US/UK strategic nuclear cooperation also extended to Thor intermediate-range ballistic missiles, 60 of which were based in the UK and operated by the RAF between 1959 and 1963.  Again this arrangement dated back to contacts made on service-to-service channels during 1956 and political agreements in 1957/8.  The UK stood to gain valuable operational experience with ballistic missiles ahead of the deployment of Britain’s own Blue Streak, even though Thor, unlike the more advanced Blue Streak, would be surface not silo-launched.  The US, for its part, would acquire a base for missiles which otherwise lacked the range to hit the Soviet Union.  Both countries would benefit from restoring their political alliance after the disastrous Suez crisis. 

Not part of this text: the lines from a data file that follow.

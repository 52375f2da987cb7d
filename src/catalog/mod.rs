//! Catalog orchestrator and public API
//!
//! This module provides the `Catalog` struct that wires the schema store,
//! the transient cache, the type registry and dispatch together. It is the
//! service entities and callers look the active store up through.

use serde::{Deserialize, Serialize};
use std::path::PathBuf;
use std::sync::Arc;
use tracing::info;

// Submodules
pub mod backend;
pub mod cache;
pub mod codec;
pub mod dispatch;
pub mod entity;
pub mod error;
pub mod registry;
pub mod signature;
pub mod storage;
pub mod store;

/// Where schema text is persisted
#[derive(Debug, Clone, Copy, PartialEq, Eq, Serialize, Deserialize)]
#[serde(rename_all = "lowercase")]
pub enum BackendKind {
    /// Process memory only
    Memory,
    /// One file per schema under `<root>/schemas/`
    Filesystem,
}

/// Configuration for a schema catalog
#[derive(Debug, Clone, Serialize, Deserialize)]
pub struct CatalogConfig {
    /// Root directory for catalog storage (default: .dynschema/)
    pub root: PathBuf,

    /// Persistence backend for schema text
    pub backend: BackendKind,

    /// Use the process-wide transient cache instead of a private one
    pub shared_cache: bool,

    /// Log at DEBUG instead of INFO when the catalog is used from the CLI
    pub debug: bool,
}

impl Default for CatalogConfig {
    fn default() -> Self {
        Self {
            root: PathBuf::from(".dynschema"),
            backend: BackendKind::Filesystem,
            shared_cache: true,
            debug: false,
        }
    }
}

impl CatalogConfig {
    /// Ephemeral configuration with a private cache
    pub fn in_memory() -> Self {
        Self {
            backend: BackendKind::Memory,
            shared_cache: false,
            ..Self::default()
        }
    }

    /// Most verbose level a subscriber for this catalog should emit
    pub fn log_level(&self) -> tracing::Level {
        if self.debug {
            tracing::Level::DEBUG
        } else {
            tracing::Level::INFO
        }
    }
}

use backend::{FsBackend, MemoryBackend};
use cache::TransientSchemaCache;
use dispatch::{EffectiveType, SignatureAware, SignatureAwareDispatch};
use entity::{EntityRecord, SchemaContext, SchemaSignedEntity};
use error::{CatalogError, Result};
use registry::DynamicTypeRegistry;
use storage::Storage;
use store::SchemaStore;

/// The main catalog orchestrator
///
/// Owns the store, registry and dispatch for one durable schema mapping.
pub struct Catalog {
    config: CatalogConfig,
    store: Arc<SchemaStore>,
    registry: Arc<DynamicTypeRegistry>,
    dispatch: SignatureAwareDispatch,
}

impl Catalog {
    /// Create a catalog with the given configuration
    pub fn new(config: CatalogConfig) -> Result<Self> {
        let cache = if config.shared_cache {
            TransientSchemaCache::global()
        } else {
            Arc::new(TransientSchemaCache::new())
        };

        let store = match config.backend {
            BackendKind::Memory => SchemaStore::open(MemoryBackend::new(), cache)?,
            BackendKind::Filesystem => {
                let storage = Storage::new(config.root.clone());
                SchemaStore::open(FsBackend::open(storage)?, cache)?
            }
        };
        let store = Arc::new(store);
        let registry = Arc::new(DynamicTypeRegistry::new(store.clone()));
        let dispatch = SignatureAwareDispatch::new(registry.clone());

        tracing::debug!(root = ?config.root, backend = ?config.backend, "Catalog opened");

        Ok(Self {
            config,
            store,
            registry,
            dispatch,
        })
    }

    /// Ephemeral catalog with a private cache
    pub fn in_memory() -> Result<Self> {
        Self::new(CatalogConfig::in_memory())
    }

    /// Initialize catalog storage directories and configuration
    pub fn init(config: CatalogConfig) -> Result<()> {
        if config.backend == BackendKind::Memory {
            return Err(CatalogError::Config(
                "a memory catalog has nothing to initialize".to_string(),
            ));
        }
        storage::init_storage(&config.root)?;
        storage::write_config(&config)?;
        info!(root = ?config.root, "Initialized schema catalog");
        Ok(())
    }

    /// Load an existing catalog from storage
    pub fn load(root: PathBuf) -> Result<Self> {
        let mut config = storage::load_config(&root)?;
        // The directory may have moved since init.
        config.root = root;
        Self::new(config)
    }

    /// Get the current configuration
    pub fn config(&self) -> &CatalogConfig {
        &self.config
    }

    /// Get the schema store
    pub fn store(&self) -> &Arc<SchemaStore> {
        &self.store
    }

    /// Get the dynamic type registry
    pub fn registry(&self) -> &Arc<DynamicTypeRegistry> {
        &self.registry
    }

    /// Get the dispatcher
    pub fn dispatch(&self) -> &SignatureAwareDispatch {
        &self.dispatch
    }

    /// Create an entity, signing it with the context's schema if any
    pub fn create_entity(
        &self,
        context: Option<&Arc<dyn SchemaContext>>,
    ) -> Result<SchemaSignedEntity> {
        Ok(SchemaSignedEntity::new(self.store.clone(), context)?)
    }

    /// Rebuild an entity from a persisted record
    pub fn restore_entity(
        &self,
        record: EntityRecord,
        context: Option<&Arc<dyn SchemaContext>>,
    ) -> SchemaSignedEntity {
        SchemaSignedEntity::from_record(self.store.clone(), record, context)
    }

    /// Current effective type of an entity
    pub fn effective_type<E>(&self, entity: &E) -> EffectiveType
    where
        E: SignatureAware + ?Sized,
    {
        self.dispatch.effective_type(entity)
    }

    /// Release process-local state
    ///
    /// Clears the registry, and the transient cache when it is private to
    /// this catalog. The shared cache lives until `TransientSchemaCache::clear`.
    pub fn close(self) {
        self.registry.clear();
        if !self.config.shared_cache {
            self.store.cache().clear();
        }
    }
}

// Re-export commonly used types
pub use codec::{DEFAULT_MODEL_XML, Field, FieldKind, Schema, Value};
pub use signature::{DEFAULT_SIGNATURE, Signature};

#[cfg(test)]
mod tests {
    use super::*;
    use tempfile::TempDir;

    #[test]
    fn test_in_memory_catalog() {
        let catalog = Catalog::in_memory().unwrap();
        assert_eq!(catalog.store().len().unwrap(), 1);
        assert!(catalog.registry().is_empty());
    }

    #[test]
    fn test_init_and_load_filesystem_catalog() {
        let temp = TempDir::new().unwrap();
        let config = CatalogConfig {
            root: temp.path().to_path_buf(),
            backend: BackendKind::Filesystem,
            shared_cache: false,
            debug: false,
        };
        Catalog::init(config).unwrap();

        let sig = {
            let catalog = Catalog::load(temp.path().to_path_buf()).unwrap();
            let sig = catalog
                .store()
                .add("<schema><field name='kept'/></schema>")
                .unwrap();
            catalog.close();
            sig
        };

        let catalog = Catalog::load(temp.path().to_path_buf()).unwrap();
        assert!(catalog.store().contains(&sig).unwrap());
        assert_eq!(catalog.store().len().unwrap(), 2);
    }

    #[test]
    fn test_debug_flag_selects_log_level() {
        let mut config = CatalogConfig::in_memory();
        assert_eq!(config.log_level(), tracing::Level::INFO);
        config.debug = true;
        assert_eq!(config.log_level(), tracing::Level::DEBUG);
    }

    #[test]
    fn test_memory_catalog_cannot_be_initialized() {
        assert!(matches!(
            Catalog::init(CatalogConfig::in_memory()),
            Err(CatalogError::Config(_))
        ));
    }

    #[test]
    fn test_close_clears_private_state() {
        let catalog = Catalog::in_memory().unwrap();
        let sig = catalog
            .store()
            .add("<schema><field name='a'/></schema>")
            .unwrap();
        catalog.registry().resolve(&sig);
        let cache = catalog.store().cache().clone();
        let registry = catalog.registry().clone();
        assert!(!cache.is_empty());

        catalog.close();
        assert!(cache.is_empty());
        assert!(registry.is_empty());
    }
}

Thor missiles were therefore deployed at four groups of airfields in the east of England.  In October 1962, during the Cuban missile crisis, 59 out of 60 missiles were apparently at fifteen minutes’ readiness to fire.  RAF crews operated Thor, and RAF roundels were painted on the missiles, as in the picture above.  US custodial units, however, looked after the warheads and, in line with the “dual-key” arrangement, two separate physical keys were required to launch.  By 1963, Britain had abandoned its own plans for ground-launched ballistic missiles and the US had many more weapons available with intercontinental range.  Thor was therefore withdrawn and Britain’s strategic nuclear arsenal was once again under sole British operational control. 

Footnotes

(1) MC48 is available online here.   

(2) Protocol to the Brussels Treaty, 22 Oct 1954, Foreign Relations of the United States 1952-4, Vol. 5 Pt. 2, pp. 1441-56, online here.

(3) For Project E see Humphrey Wynn, RAF strategic nuclear deterrent forces: their origins, roles and deployment 1946-69: a documentary history (HMSO 1994), ch. 16.

Suggested reading

The interesting story of Britain’s Thor missiles is told best in two books by John Boyes: Project Emily: Thor IRBM and the RAF (Tempus 2008) and Thor ballistic missile: the United States and the United Kingdom in partnership (Fonthill 2015).